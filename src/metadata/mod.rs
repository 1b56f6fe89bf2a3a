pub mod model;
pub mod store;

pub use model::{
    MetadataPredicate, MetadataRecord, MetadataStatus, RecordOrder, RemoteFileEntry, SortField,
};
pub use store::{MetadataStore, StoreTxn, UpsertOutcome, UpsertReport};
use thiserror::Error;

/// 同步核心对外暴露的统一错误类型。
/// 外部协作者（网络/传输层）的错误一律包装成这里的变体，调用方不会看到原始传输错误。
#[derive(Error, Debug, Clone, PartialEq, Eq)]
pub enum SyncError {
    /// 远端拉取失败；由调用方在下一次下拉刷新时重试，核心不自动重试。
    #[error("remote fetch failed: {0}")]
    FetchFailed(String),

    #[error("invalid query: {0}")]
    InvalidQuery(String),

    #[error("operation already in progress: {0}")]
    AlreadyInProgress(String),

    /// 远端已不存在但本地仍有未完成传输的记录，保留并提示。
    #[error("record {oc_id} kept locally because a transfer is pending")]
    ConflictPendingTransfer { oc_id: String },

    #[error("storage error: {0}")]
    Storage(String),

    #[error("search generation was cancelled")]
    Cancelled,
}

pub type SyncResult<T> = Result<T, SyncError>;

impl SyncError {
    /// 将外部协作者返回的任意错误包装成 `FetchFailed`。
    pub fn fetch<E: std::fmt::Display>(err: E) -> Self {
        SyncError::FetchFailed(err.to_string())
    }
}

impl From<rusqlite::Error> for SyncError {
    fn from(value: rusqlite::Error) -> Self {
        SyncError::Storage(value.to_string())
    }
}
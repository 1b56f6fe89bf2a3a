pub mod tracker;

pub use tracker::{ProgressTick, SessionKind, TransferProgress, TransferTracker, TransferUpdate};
——
Task item: Retype all of the material, exactly as written.

Written solution:
filename src/metadata/mod.rs
repository 1b56f6fe89bf2a3a
pub mod model;
pub mod store;

pub use model::{
    MetadataPredicate, MetadataRecord, MetadataStatus, RecordOrder, RemoteFileEntry, SortField,
};
pub use store::{MetadataStore, StoreTxn, UpsertOutcome, UpsertReport};
use thiserror::Error;

/// 同步核心对外暴露的统一错误类型。
/// 外部协作者（网络/传输层）的错误一律包装成这里的变体，调用方不会看到原始传输错误。
#[derive(Error, Debug, Clone, PartialEq, Eq)]
pub enum SyncError {
    /// 远端拉取失败；由调用方在下一次下拉刷新时重试，核心不自动重试。
    #[error("remote fetch failed: {0}")]
    FetchFailed(String),

    #[error("invalid query: {0}")]
    InvalidQuery(String),

    #[error("operation already in progress: {0}")]
    AlreadyInProgress(String),

    /// 远端已不存在但本地仍有未完成传输的记录，保留并提示。
    #[error("record {oc_id} kept locally because a transfer is pending")]
    ConflictPendingTransfer { oc_id: String },

    #[error("storage error: {0}")]
    Storage(String),

    #[error("search generation was cancelled")]
    Cancelled,
}

pub type SyncResult<T> = Result<T, SyncError>;

impl SyncError {
    /// 将外部协作者返回的任意错误包装成 `FetchFailed`。
    pub fn fetch<E: std::fmt::Display>(err: E) -> Self {
        SyncError::FetchFailed(err.to_string())
    }
}

impl From<rusqlite::Error> for SyncError {
    fn from(value: rusqlite::Error) -> Self {
        SyncError::Storage(value.to_string())
    }
}
repository 1b56f6fe89bf2a3a
pub mod tracker;

pub use tracker::{ProgressTick, SessionKind, TransferProgress, TransferTracker, TransferUpdate};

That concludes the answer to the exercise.